Avoiding litigaton in Qatar
Whether it is a multi-billion dollar investment dispute, or a high-tech commercial contract or a shipping deal gone wrong, there are key themes that emerge in litigation and international arbitration. Professor Khawar Qureshi QC, cites some recent examples from the GCC that serve as ample warning for businesses in the region.
For most businesses, the main motivation for agreeing a deal with other parties is the commercial gain – profit. Of course, there may be situations in which a potential long-term advantage is given priority over commercial gain, such as building up a relationship which might blossom into a multilevel commercial arrangement, but those are fairly limited.

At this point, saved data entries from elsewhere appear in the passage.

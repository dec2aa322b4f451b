//! Resistance to Press Perturbations
//!
//! Resistance measures how the equilibrium biomass of a set of species responds to a
//! sustained increase of mortality.
//!
//! # Key Components
//!
//! - [`resistance`]: Linear estimate from the sensitivity matrix, valid for small increments
//! - [`resistance_simulation`]: Empirical estimate obtained by re-simulating a perturbed clone
//!   of the model, capturing the nonlinear response to larger increments
//! - [`Resistance`] and [`SimulatedResistance`]: Per-species or aggregated results
//!
//! Both estimates share the same sign convention: the reported value is the biomass change
//! per unit mortality increase, so for small increments `ε` the empirical estimate converges
//! to the analytic one.

use log::debug;
use ndarray::Array2;
use serde::{Deserialize, Serialize};

use crate::{model::EcologicalModel, simulation::simulator::Simulator};

use super::{
    error::AnalysisError, growth::check_biomass, selection::SpeciesSelection,
    sensitivity::sensitivity_matrix,
};

/// Default mortality increment applied to every species by [`resistance_simulation`].
pub const DEFAULT_MORTALITY_INCREMENT: f64 = 0.1;

/// Analytic resistance, per response species or summed over them.
#[derive(Debug, Clone, PartialEq, Serialize, Deserialize)]
#[serde(rename_all = "snake_case")]
pub enum Resistance {
    PerSpecies(Vec<f64>),
    Aggregated(f64),
}

impl Resistance {
    /// Sum over all response species.
    pub fn total(&self) -> f64 {
        match self {
            Resistance::PerSpecies(values) => values.iter().sum(),
            Resistance::Aggregated(value) => *value,
        }
    }

    pub fn per_species(&self) -> Option<&[f64]> {
        match self {
            Resistance::PerSpecies(values) => Some(values),
            Resistance::Aggregated(_) => None,
        }
    }
}

/// Empirical response of a single entry.
///
/// A normalized response to a zero mortality increment is a division by zero and is
/// reported as [`SpeciesResponse::Undefined`] instead of `NaN`.
#[derive(Debug, Clone, Copy, PartialEq, Serialize, Deserialize)]
#[serde(rename_all = "snake_case")]
pub enum SpeciesResponse {
    Defined(f64),
    Undefined,
}

impl SpeciesResponse {
    pub fn value(&self) -> Option<f64> {
        match self {
            SpeciesResponse::Defined(value) => Some(*value),
            SpeciesResponse::Undefined => None,
        }
    }

    pub fn is_undefined(&self) -> bool {
        matches!(self, SpeciesResponse::Undefined)
    }
}

/// Result of [`resistance_simulation`].
#[derive(Debug, Clone, PartialEq, Serialize, Deserialize)]
#[serde(rename_all = "snake_case")]
pub enum SimulatedResistance {
    PerSpecies(Vec<SpeciesResponse>),
    Aggregated(SpeciesResponse),
}

impl SimulatedResistance {
    /// Sum over the defined entries, `None` if any entry is undefined.
    pub fn total(&self) -> Option<f64> {
        match self {
            SimulatedResistance::PerSpecies(values) => {
                values.iter().map(SpeciesResponse::value).sum()
            }
            SimulatedResistance::Aggregated(value) => value.value(),
        }
    }

    pub fn per_species(&self) -> Option<&[SpeciesResponse]> {
        match self {
            SimulatedResistance::PerSpecies(values) => Some(values),
            SimulatedResistance::Aggregated(_) => None,
        }
    }
}

/// Analytic resistance of `model` at `biomass`.
///
/// Selects the block `S[response_of, perturbation_on]` of the sensitivity matrix, sums it
/// over the perturbed species and, when `aggregated` is set, over the response species as
/// well. The result is negated so that it reads as the biomass change per unit mortality
/// increase.
///
/// # Arguments
///
/// * `model` - The ecological model
/// * `biomass` - Biomass vector, usually an equilibrium
/// * `response_of` - Species whose response is reported, all species by default
/// * `perturbation_on` - Species whose mortality is increased, all species by default
/// * `aggregated` - Sum over the response species
///
/// # Returns
///
/// The [`Resistance`], [`AnalysisError::InvalidArgument`] for invalid selections and the
/// errors of [`sensitivity_matrix`].
///
/// # Examples
///
/// ```
/// use ecostability::prelude::*;
///
/// let web = FoodWeb::builder()
///     .attack_rates(vec![vec![0.0, 0.0], vec![1.0, 0.0]])
///     .build()
///     .unwrap();
///
/// let total = resistance()
///     .model(&web)
///     .biomass(&[0.2, 0.8])
///     .aggregated(true)
///     .call()
///     .unwrap();
///
/// assert!((total.total() + 1.0).abs() < 1e-6);
/// ```
#[bon::builder]
pub fn resistance<M: EcologicalModel>(
    model: &M,
    biomass: &[f64],
    #[builder(default, into)] response_of: SpeciesSelection,
    #[builder(default, into)] perturbation_on: SpeciesSelection,
    #[builder(default)] aggregated: bool,
) -> Result<Resistance, AnalysisError> {
    let n = model.richness();
    check_biomass(model, biomass)?;
    let response = response_of.resolve(n)?;
    let perturbed = perturbation_on.resolve(n)?;

    let sensitivity = sensitivity_matrix(model, biomass)?;
    Ok(resistance_from_sensitivity(
        &sensitivity,
        &response,
        &perturbed,
        aggregated,
    ))
}

/// Resistance from a precomputed sensitivity matrix and resolved index sets.
pub fn resistance_from_sensitivity(
    sensitivity: &Array2<f64>,
    response_of: &[usize],
    perturbation_on: &[usize],
    aggregated: bool,
) -> Resistance {
    let per_species: Vec<f64> = response_of
        .iter()
        .map(|r| -perturbation_on.iter().map(|p| sensitivity[[*r, *p]]).sum::<f64>())
        .collect();

    if aggregated {
        Resistance::Aggregated(per_species.iter().sum())
    } else {
        Resistance::PerSpecies(per_species)
    }
}

/// Empirical resistance of `model` at `biomass`.
///
/// Clones the model, adds `mortality_increment` to the mortality of every species,
/// re-simulates the clone from `biomass` until `t_end` and compares the terminal state with
/// `biomass`. The caller's model is never modified.
///
/// Without aggregation, each biomass change is divided by the increment of the same species
/// when `normalized` is set; a zero increment yields [`SpeciesResponse::Undefined`] for that
/// entry. With aggregation the changes are summed over `response_of` and divided by the mean
/// increment.
///
/// # Arguments
///
/// * `model` - The ecological model
/// * `biomass` - Starting biomass vector, usually an equilibrium
/// * `simulator` - Simulator used to re-equilibrate the perturbed model
/// * `mortality_increment` - One increment per species, `0.1` for every species by default
/// * `t_end` - Simulation horizon, `1000` by default
/// * `response_of` - Species whose response is reported, all species by default
/// * `aggregated` - Sum over the response species
/// * `normalized` - Divide by the mortality increment, on by default
///
/// # Returns
///
/// The [`SimulatedResistance`], [`AnalysisError::InvalidArgument`] for invalid input and
/// [`AnalysisError::Simulation`] if the simulation fails.
#[bon::builder]
pub fn resistance_simulation<M: EcologicalModel, S: Simulator>(
    model: &M,
    biomass: &[f64],
    simulator: &S,
    mortality_increment: Option<Vec<f64>>,
    #[builder(default = 1000.0)] t_end: f64,
    #[builder(default, into)] response_of: SpeciesSelection,
    #[builder(default)] aggregated: bool,
    #[builder(default = true)] normalized: bool,
) -> Result<SimulatedResistance, AnalysisError> {
    let n = model.richness();
    check_biomass(model, biomass)?;
    let response = response_of.resolve(n)?;

    if !t_end.is_finite() || t_end <= 0.0 {
        return Err(AnalysisError::InvalidArgument(format!(
            "simulation horizon must be positive, got {t_end}"
        )));
    }

    let increment = mortality_increment.unwrap_or_else(|| vec![DEFAULT_MORTALITY_INCREMENT; n]);
    if increment.len() != n {
        return Err(AnalysisError::InvalidArgument(format!(
            "mortality increment has {} entries, expected {}",
            increment.len(),
            n
        )));
    }

    let mut perturbed = model.clone();
    for (i, (mortality, delta)) in perturbed
        .mortality_mut()
        .iter_mut()
        .zip(&increment)
        .enumerate()
    {
        let updated = *mortality + delta;
        if !delta.is_finite() || updated < 0.0 {
            return Err(AnalysisError::InvalidArgument(format!(
                "mortality increment {delta} of species {i} yields invalid mortality {updated}"
            )));
        }
        *mortality = updated;
    }

    debug!("Re-simulating perturbed model with mortality increments {increment:?}");
    let trajectory = simulator.simulate(&perturbed, biomass, t_end)?;
    let terminal = trajectory.final_state();

    let delta: Vec<f64> = response
        .iter()
        .map(|i| terminal[*i] - biomass[*i])
        .collect();

    let result = match (aggregated, normalized) {
        (false, false) => SimulatedResistance::PerSpecies(
            delta.into_iter().map(SpeciesResponse::Defined).collect(),
        ),
        (false, true) => SimulatedResistance::PerSpecies(
            response
                .iter()
                .zip(delta)
                .map(|(i, change)| normalize(change, increment[*i]))
                .collect(),
        ),
        (true, false) => {
            SimulatedResistance::Aggregated(SpeciesResponse::Defined(delta.iter().sum()))
        }
        (true, true) => {
            let mean_increment = increment.iter().sum::<f64>() / n as f64;
            SimulatedResistance::Aggregated(normalize(delta.iter().sum(), mean_increment))
        }
    };

    Ok(result)
}

fn normalize(change: f64, increment: f64) -> SpeciesResponse {
    if increment == 0.0 {
        SpeciesResponse::Undefined
    } else {
        SpeciesResponse::Defined(change / increment)
    }
}

#[cfg(test)]
mod tests {
    use approx::assert_relative_eq;
    use ndarray::array;

    use super::*;
    use crate::model::FoodWeb;

    fn chain() -> FoodWeb {
        FoodWeb::builder()
            .attack_rates(vec![vec![0.0, 0.0], vec![1.0, 0.0]])
            .build()
            .unwrap()
    }

    #[test]
    fn test_from_sensitivity_selects_block() {
        let s = array![[1.0, 2.0, 3.0], [4.0, 5.0, 6.0], [7.0, 8.0, 9.0]];

        let r = resistance_from_sensitivity(&s, &[0, 2], &[1, 2], false);
        assert_eq!(r, Resistance::PerSpecies(vec![-5.0, -17.0]));

        let r = resistance_from_sensitivity(&s, &[0, 2], &[1, 2], true);
        assert_eq!(r, Resistance::Aggregated(-22.0));
    }

    #[test]
    fn test_chain_resistance() {
        let web = chain();
        let r = resistance().model(&web).biomass(&[0.2, 0.8]).call().unwrap();
        let values = r.per_species().unwrap();

        assert_relative_eq!(values[0], 2.0, epsilon = 1e-6);
        assert_relative_eq!(values[1], -3.0, epsilon = 1e-6);
    }

    #[test]
    fn test_aggregated_equals_sum() {
        let web = chain();
        let per_species = resistance().model(&web).biomass(&[0.2, 0.8]).call().unwrap();
        let aggregated = resistance()
            .model(&web)
            .biomass(&[0.2, 0.8])
            .aggregated(true)
            .call()
            .unwrap();

        assert_relative_eq!(aggregated.total(), per_species.total(), epsilon = 1e-12);
    }

    #[test]
    fn test_invalid_selection() {
        let web = chain();
        let err = resistance()
            .model(&web)
            .biomass(&[0.2, 0.8])
            .response_of(5usize)
            .call()
            .unwrap_err();
        assert!(err.is_invalid_argument());
    }

    #[test]
    fn test_simulated_total_undefined() {
        let r = SimulatedResistance::PerSpecies(vec![
            SpeciesResponse::Defined(1.0),
            SpeciesResponse::Undefined,
        ]);
        assert_eq!(r.total(), None);

        let r = SimulatedResistance::PerSpecies(vec![
            SpeciesResponse::Defined(1.0),
            SpeciesResponse::Defined(2.5),
        ]);
        assert_eq!(r.total(), Some(3.5));
    }
}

I will refer to three recent situations which I have dealt with in the Gulf Cooperation Council (GCC) in the past 12 months, which will reveal the shortcomings of deals done in good faith or incomplete documentation.
An infrastructure project
I was representing a state that had entered into an agreement, one potentially worth hundreds of millions of dollars, which had a contract dispute with regards to performance.
When I reviewed the documents, some worrying features were apparent. The contract had been entered into with a company that did not exist – no one had done any due diligence on the counter party. The contract had been drafted by a lawyer for the counter party, and unsurprisingly was one sided. The state’s lawyers had also been given very little time to review the contract, add to that the state officials had kept very little documentation.

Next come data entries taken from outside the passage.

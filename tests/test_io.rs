#[cfg(test)]
mod test_io {
    use approx::assert_relative_eq;
    use ecostability::prelude::*;
    use pretty_assertions::assert_eq;

    const CHAIN_PATH: &str = "tests/data/two_species_chain.json";

    #[test]
    fn test_load_food_web() {
        // ACT
        let web = load_food_web(CHAIN_PATH).expect("Failed to load food web");

        // ASSERT
        assert_eq!(web.richness(), 2);
        assert_eq!(web.mortality(), &[0.0, 0.1]);
        assert_eq!(web.functional_response(), FunctionalResponse::Linear);
        assert!(web.is_producer(0));

        let sensitivity = sensitivity_matrix(&web, &[0.2, 0.8]).unwrap();
        assert_relative_eq!(sensitivity[[1, 1]], 2.0, epsilon = 1e-6);
    }

    #[test]
    fn test_save_and_load_food_web() {
        // ARRANGE
        let dir = tempfile::tempdir().unwrap();
        let path = dir.path().join("web.json");
        let web = FoodWeb::builder()
            .attack_rates(vec![
                vec![0.0, 0.0, 0.0],
                vec![0.8, 0.0, 0.0],
                vec![0.0, 0.4, 0.0],
            ])
            .functional_response(FunctionalResponse::Classic {
                handling_time: 0.2,
                hill_exponent: 1.2,
            })
            .build()
            .unwrap();

        // ACT
        save_food_web(&path, &web).expect("Failed to save food web");
        let loaded = load_food_web(&path).expect("Failed to load food web");

        // ASSERT
        assert_eq!(loaded, web);
    }

    #[test]
    fn test_load_invalid_food_web() {
        let dir = tempfile::tempdir().unwrap();
        let path = dir.path().join("invalid.json");
        std::fs::write(
            &path,
            r#"{
                "attack_rates": [[0.0]],
                "growth_rates": [1.0],
                "carrying_capacities": [1.0],
                "efficiencies": [0.5],
                "mortality": [0.1, 0.2]
            }"#,
        )
        .unwrap();

        let err = load_food_web(&path).unwrap_err();
        assert!(matches!(err, IOError::JsonParseError(_)));
        assert!(err.to_string().contains("'mortality' has 2 entries, expected 1"));
    }

    #[test]
    fn test_load_missing_file() {
        let result = load_food_web("tests/data/does_not_exist.json");
        assert!(matches!(result, Err(IOError::FileNotFound(_))));
    }

    #[test]
    fn test_load_malformed_json() {
        let dir = tempfile::tempdir().unwrap();
        let path = dir.path().join("malformed.json");
        std::fs::write(&path, "{ not json").unwrap();

        assert!(matches!(
            load_food_web(&path),
            Err(IOError::JsonParseError(_))
        ));
    }

    #[test]
    fn test_save_report() {
        // ARRANGE
        let dir = tempfile::tempdir().unwrap();
        let path = dir.path().join("report.json");
        let web = load_food_web(CHAIN_PATH).unwrap();
        let report = StabilityReport::compute(&web, &[0.2, 0.8]).unwrap();

        // ACT
        save_report(&path, &report).expect("Failed to save report");

        // ASSERT
        let content = std::fs::read_to_string(&path).unwrap();
        let loaded: StabilityReport = serde_json::from_str(&content).unwrap();
        assert_eq!(loaded, report);
    }
}
//! Adapter exposing an [`EcologicalModel`] as a peroxide ODE problem.

use peroxide::fuga::ODEProblem;

use crate::model::EcologicalModel;

/// Right-hand side `dB/dt = growth_rate(B)` of a model, borrowed for one integration.
pub(crate) struct ModelProblem<'a, M> {
    model: &'a M,
}

impl<'a, M: EcologicalModel> ModelProblem<'a, M> {
    pub(crate) fn new(model: &'a M) -> Self {
        Self { model }
    }
}

impl<M: EcologicalModel> ODEProblem for ModelProblem<'_, M> {
    fn rhs(&self, _t: f64, y: &[f64], dy: &mut [f64]) -> anyhow::Result<()> {
        let rates = self.model.growth_rate(y);
        if rates.len() != dy.len() {
            anyhow::bail!(
                "growth rate returned {} entries for a state of {} species",
                rates.len(),
                dy.len()
            );
        }

        dy.copy_from_slice(&rates);
        Ok(())
    }
}
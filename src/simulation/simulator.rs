//! Forward simulation of population-dynamics models.
//!
//! The analysis routines only ever talk to the [`Simulator`] trait: given a model and an
//! initial biomass vector they need a [`Trajectory`] ending at a requested time. The
//! default implementation, [`OdeSimulator`](super::ode::OdeSimulator), integrates the
//! model's growth rates with a peroxide ODE integrator.

use crate::model::EcologicalModel;

use super::{error::SimulationError, trajectory::Trajectory};

/// Something that can run a model forward in time.
pub trait Simulator: Sync {
    /// Simulates `model` from `initial` until `t_end`.
    ///
    /// # Arguments
    ///
    /// * `model` - The model to integrate
    /// * `initial` - Initial biomass vector, one entry per species
    /// * `t_end` - End time of the simulation
    ///
    /// # Returns
    ///
    /// Returns the simulated [`Trajectory`] or a [`SimulationError`].
    fn simulate<M: EcologicalModel>(
        &self,
        model: &M,
        initial: &[f64],
        t_end: f64,
    ) -> Result<Trajectory, SimulationError>;
}

/// Checks that an initial biomass vector fits the model and is biologically valid.
pub(crate) fn validate_initial<M: EcologicalModel>(
    model: &M,
    initial: &[f64],
) -> Result<(), SimulationError> {
    if initial.len() != model.richness() {
        return Err(SimulationError::BiomassLengthMismatch {
            expected: model.richness(),
            found: initial.len(),
        });
    }

    if let Some((species, value)) = initial
        .iter()
        .enumerate()
        .find(|(_, b)| !b.is_finite() || **b < 0.0)
    {
        return Err(SimulationError::InvalidBiomass {
            species,
            value: *value,
        });
    }

    Ok(())
}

In the GCC, doing business with a handshake is still very common.
Fortunately, we managed to have the claim dismissed on the basis that the claimant did not exist as a matter of law, and so there was no binding agreement. However, if the due diligence had been done, it is likely the contract would never have been entered into. If the claim had not been dismissed because of the one-sided nature of the contract, the state potentially exposed to a claimed liability of up to USD100 million (QAR364 million).
A banking dispute
In another case, a share purchase agreement for a bank to sell one of its assets gave rise to a dispute. Both sides had been instructed by well-known international law firms and the amount at stake was around USD200 million (QAR728 million). The key question was whether a senior representative of the bank had entered into an oral agreement which had an effect very different to the carefully drafted written agreement between the two parties. The oral agreement was not supported by any documents. It was a classic case of the word of one person against another.

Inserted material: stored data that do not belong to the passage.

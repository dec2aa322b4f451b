//! Robustness to Cascading Extinctions
//!
//! Monte-Carlo estimate of how well a community withstands the sequential loss of species.
//!
//! # Key Components
//!
//! - [`robustness`]: Runs independent random extinction sequences in parallel and averages them
//! - [`RobustnessEstimate`]: Estimate together with the per-trial scores it was built from
//! - [`Robustness`]: The reciprocal of the mean number of secondary extinctions per removal,
//!   or [`Robustness::Unbounded`] if no removal ever triggers one
//!
//! # Trials
//!
//! The reference state is obtained by simulating the unperturbed model from unit biomass.
//! Every trial then draws a random permutation of all species and walks through it: a species
//! that is still alive is forced extinct, the community is re-simulated, biomass at or below the
//! threshold is floored to zero and the number of species that were alive before the removal
//! but are gone afterwards is recorded. Species that already died in an earlier step are
//! skipped. A trial ends once every species is extinct and its score is the mean of the
//! recorded counts.
//!
//! Each trial owns a generator seeded from the caller's generator before any trial starts, so
//! estimates are reproducible for a seeded generator regardless of thread scheduling.

use std::collections::BTreeSet;

use indicatif::{ProgressBar, ProgressStyle};
use log::{debug, info, warn};
use rand::{rngs::StdRng, seq::SliceRandom, Rng, SeedableRng};
use rayon::prelude::*;
use serde::{Deserialize, Serialize};

use crate::{
    analysis::error::AnalysisError, model::EcologicalModel, simulation::simulator::Simulator,
};

use super::secondary::{
    cascade, check_horizon, check_threshold, floor_extinct, DEFAULT_EXTINCTION_THRESHOLD,
    DEFAULT_HORIZON,
};

/// Robustness of a community, the reciprocal of the mean secondary extinctions per removal.
#[derive(Debug, Clone, Copy, PartialEq, Serialize, Deserialize)]
#[serde(rename_all = "snake_case")]
pub enum Robustness {
    Finite(f64),
    /// No removal caused a secondary extinction.
    Unbounded,
}

impl Robustness {
    /// Converts a mean number of secondary extinctions into a robustness.
    pub fn from_mean(mean_secondary_extinctions: f64) -> Self {
        if mean_secondary_extinctions == 0.0 {
            Robustness::Unbounded
        } else {
            Robustness::Finite(1.0 / mean_secondary_extinctions)
        }
    }

    /// The robustness as a number, `f64::INFINITY` when unbounded.
    pub fn value(&self) -> f64 {
        match self {
            Robustness::Finite(value) => *value,
            Robustness::Unbounded => f64::INFINITY,
        }
    }

    pub fn is_unbounded(&self) -> bool {
        matches!(self, Robustness::Unbounded)
    }
}

/// Result of [`robustness`].
#[derive(Debug, Clone, PartialEq, Serialize, Deserialize)]
pub struct RobustnessEstimate {
    pub robustness: Robustness,
    /// Mean of the trial scores
    pub mean_secondary_extinctions: f64,
    /// Mean secondary extinctions per removal of every successful trial, in trial order
    pub trial_scores: Vec<f64>,
    /// Indices of the trials that failed and were skipped
    pub failed_trials: Vec<usize>,
    /// Equilibrium every trial starts from
    pub reference_state: Vec<f64>,
}

/// Estimates the robustness of `model` to random sequences of species loss.
///
/// # Arguments
///
/// * `model` - The ecological model
/// * `simulator` - Simulator used for the reference state and every re-equilibration
/// * `rng` - Random generator the per-trial seeds are drawn from
/// * `n_rep` - Number of independent trials, `100` by default
/// * `t_end` - Horizon of every simulation, `1000` by default
/// * `threshold` - Extinction threshold, `1e-6` by default
/// * `skip_failed_trials` - Drop failing trials instead of failing the estimate
/// * `show_progress` - Display a progress bar
///
/// # Returns
///
/// The [`RobustnessEstimate`]. Invalid arguments, or a reference state in which no species
/// survives, fail with [`AnalysisError::InvalidArgument`] before any trial starts. A failing
/// trial fails the whole estimate with [`AnalysisError::TrialFailed`] naming the first failing
/// trial and step, unless `skip_failed_trials` is set.
///
/// # Examples
///
/// ```
/// use rand::{rngs::StdRng, SeedableRng};
/// use ecostability::prelude::*;
///
/// // Two producers without any interaction
/// let web = FoodWeb::builder()
///     .attack_rates(vec![vec![0.0, 0.0], vec![0.0, 0.0]])
///     .build()
///     .unwrap();
///
/// let estimate = robustness()
///     .model(&web)
///     .simulator(&OdeSimulator::default())
///     .rng(&mut StdRng::seed_from_u64(42))
///     .n_rep(5)
///     .t_end(50.0)
///     .call()
///     .unwrap();
///
/// assert!(estimate.robustness.is_unbounded());
/// ```
#[bon::builder]
pub fn robustness<M, S, R>(
    model: &M,
    simulator: &S,
    rng: &mut R,
    #[builder(default = 100)] n_rep: usize,
    #[builder(default = DEFAULT_HORIZON)] t_end: f64,
    #[builder(default = DEFAULT_EXTINCTION_THRESHOLD)] threshold: f64,
    #[builder(default)] skip_failed_trials: bool,
    #[builder(default)] show_progress: bool,
) -> Result<RobustnessEstimate, AnalysisError>
where
    M: EcologicalModel,
    S: Simulator,
    R: Rng,
{
    if n_rep == 0 {
        return Err(AnalysisError::InvalidArgument(
            "number of repetitions must be positive".to_string(),
        ));
    }
    check_horizon(t_end)?;
    check_threshold(threshold)?;

    let reference_state = reference_state(model, simulator, t_end, threshold)?;
    if reference_state.iter().all(|b| *b == 0.0) {
        return Err(AnalysisError::InvalidArgument(
            "no species survives in the reference state".to_string(),
        ));
    }
    info!(
        "Reference state has {} of {} species alive",
        reference_state.iter().filter(|b| **b > 0.0).count(),
        reference_state.len()
    );

    let seeds: Vec<u64> = (0..n_rep).map(|_| rng.gen::<u64>()).collect();
    let progress_bar = progress_bar(n_rep as u64, show_progress);

    let trial = Trial {
        model,
        simulator,
        reference_state: &reference_state,
        t_end,
        threshold,
    };

    let outcomes: Vec<Result<f64, AnalysisError>> = seeds
        .par_iter()
        .enumerate()
        .map(|(index, seed)| {
            let outcome = trial.run(index, *seed);
            progress_bar.inc(1);
            outcome
        })
        .collect();

    progress_bar.finish_and_clear();

    let mut trial_scores = Vec::with_capacity(n_rep);
    let mut failed_trials = Vec::new();

    for (index, outcome) in outcomes.into_iter().enumerate() {
        match outcome {
            Ok(score) => trial_scores.push(score),
            Err(err) if skip_failed_trials => {
                warn!("Skipping failed trial: {err}");
                failed_trials.push(index);
            }
            Err(err) => return Err(err),
        }
    }

    if trial_scores.is_empty() {
        return Err(AnalysisError::NumericalInstability(format!(
            "all {n_rep} robustness trials failed"
        )));
    }

    let mean_secondary_extinctions = trial_scores.iter().sum::<f64>() / trial_scores.len() as f64;
    let robustness = Robustness::from_mean(mean_secondary_extinctions);

    info!(
        "Robustness over {} trials: {:?} (mean secondary extinctions {:.4})",
        trial_scores.len(),
        robustness,
        mean_secondary_extinctions
    );

    Ok(RobustnessEstimate {
        robustness,
        mean_secondary_extinctions,
        trial_scores,
        failed_trials,
        reference_state,
    })
}

/// Simulates the unperturbed model from unit biomass and floors extinct species to zero.
fn reference_state<M: EcologicalModel, S: Simulator>(
    model: &M,
    simulator: &S,
    t_end: f64,
    threshold: f64,
) -> Result<Vec<f64>, AnalysisError> {
    let initial = vec![1.0; model.richness()];
    let trajectory = simulator.simulate(model, &initial, t_end)?;
    Ok(floor_extinct(trajectory.final_state(), threshold))
}

/// Shared, read-only context of all trials.
struct Trial<'a, M, S> {
    model: &'a M,
    simulator: &'a S,
    reference_state: &'a [f64],
    t_end: f64,
    threshold: f64,
}

impl<M: EcologicalModel, S: Simulator> Trial<'_, M, S> {
    /// Runs one extinction sequence and returns its mean secondary extinctions per removal.
    fn run(&self, index: usize, seed: u64) -> Result<f64, AnalysisError> {
        let mut rng = StdRng::seed_from_u64(seed);
        let mut sequence: Vec<usize> = (0..self.reference_state.len()).collect();
        sequence.shuffle(&mut rng);

        let mut state = self.reference_state.to_vec();
        let mut counts = Vec::with_capacity(sequence.len());

        for (step, species) in sequence.into_iter().enumerate() {
            if state.iter().all(|b| *b == 0.0) {
                break;
            }
            if state[species] == 0.0 {
                continue;
            }

            let alive: BTreeSet<usize> = state
                .iter()
                .enumerate()
                .filter(|(i, b)| **b > 0.0 && *i != species)
                .map(|(i, _)| i)
                .collect();

            state = cascade(
                self.model,
                self.simulator,
                &state,
                &[species],
                self.t_end,
                self.threshold,
            )
            .map_err(|err| AnalysisError::TrialFailed {
                trial: index,
                step,
                source: Box::new(err),
            })?;

            let lost = alive.iter().filter(|i| state[**i] == 0.0).count();
            counts.push(lost as f64);
        }

        let score = if counts.is_empty() {
            0.0
        } else {
            counts.iter().sum::<f64>() / counts.len() as f64
        };

        debug!("Trial {index}: {} removals, score {score:.4}", counts.len());
        Ok(score)
    }
}

fn progress_bar(length: u64, show: bool) -> ProgressBar {
    if !show {
        return ProgressBar::hidden();
    }

    let progress_bar = ProgressBar::new(length);
    let style = ProgressStyle::default_bar()
        .template(
            "Robustness: {spinner:.green} [{bar:40.cyan/blue}] {pos}/{len} | {elapsed}/{eta}",
        )
        .unwrap_or_else(|_| ProgressStyle::default_bar())
        .progress_chars("█▉▊▋▌▍▎▏ ");
    progress_bar.set_style(style);
    progress_bar
}

#[cfg(test)]
mod tests {
    use super::*;

    #[test]
    fn test_from_mean() {
        assert_eq!(Robustness::from_mean(0.5), Robustness::Finite(2.0));
        assert!(Robustness::from_mean(0.0).is_unbounded());
        assert_eq!(Robustness::Unbounded.value(), f64::INFINITY);
    }
}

Such cases are increasingly rare internationally, however, in the GCC as well as a few other jurisdictions, doing business with a handshake is still very common. Much emphasis is placed upon custom, trust and keeping to one’s word before God. In the modern world, it is very difficult to persuade people unfamiliar with the customs and traditions of the Middle East that people can agree to do something worth huge amounts of money, or even agree to adjust a very carefully drafted contract over coffee in the majlis.
In that case, a settlement satisfactory to both sides was achieved, not least perhaps because the prospect of being cross-examined (a process unique to legal systems such as England) was less than attractive for some of the parties.
Joint venture agreements (JVA)
A GCC party sought advice before entering into a complex high-value long-term JVA with a multinational corporation. This in itself is not as common as it should be in the GCC, whereas in the United States (US) or the United Kingdom (UK) directors would probably be sued for negligence if they failed to take legal advice. Nevertheless, in this instance, a review of the draft agreement made it clear that the foreign party was trying to exclude potential advantages that my client would have if the contract were governed by the law of their country.
The draft agreement also sought to reduce financial benefits for the GCC party, as well as limit the liability of the foreign party. Following extensive negotiations, the foreign party backed down on almost all of the points in the draft, which, if legal advice had not been sought, might well have ended in a binding agreement.
While it is easy for someone such as myself to draw comparisons between the approach to legal agreements and disputes in the GCC and the UK or Russia or the US, the reality is that GCC states are undergoing a massive cultural transformation. A vital part of that process is being aware of the need for sound legal advice, or face the risk of having potential rights denied, and equally badly, of facing costly claims.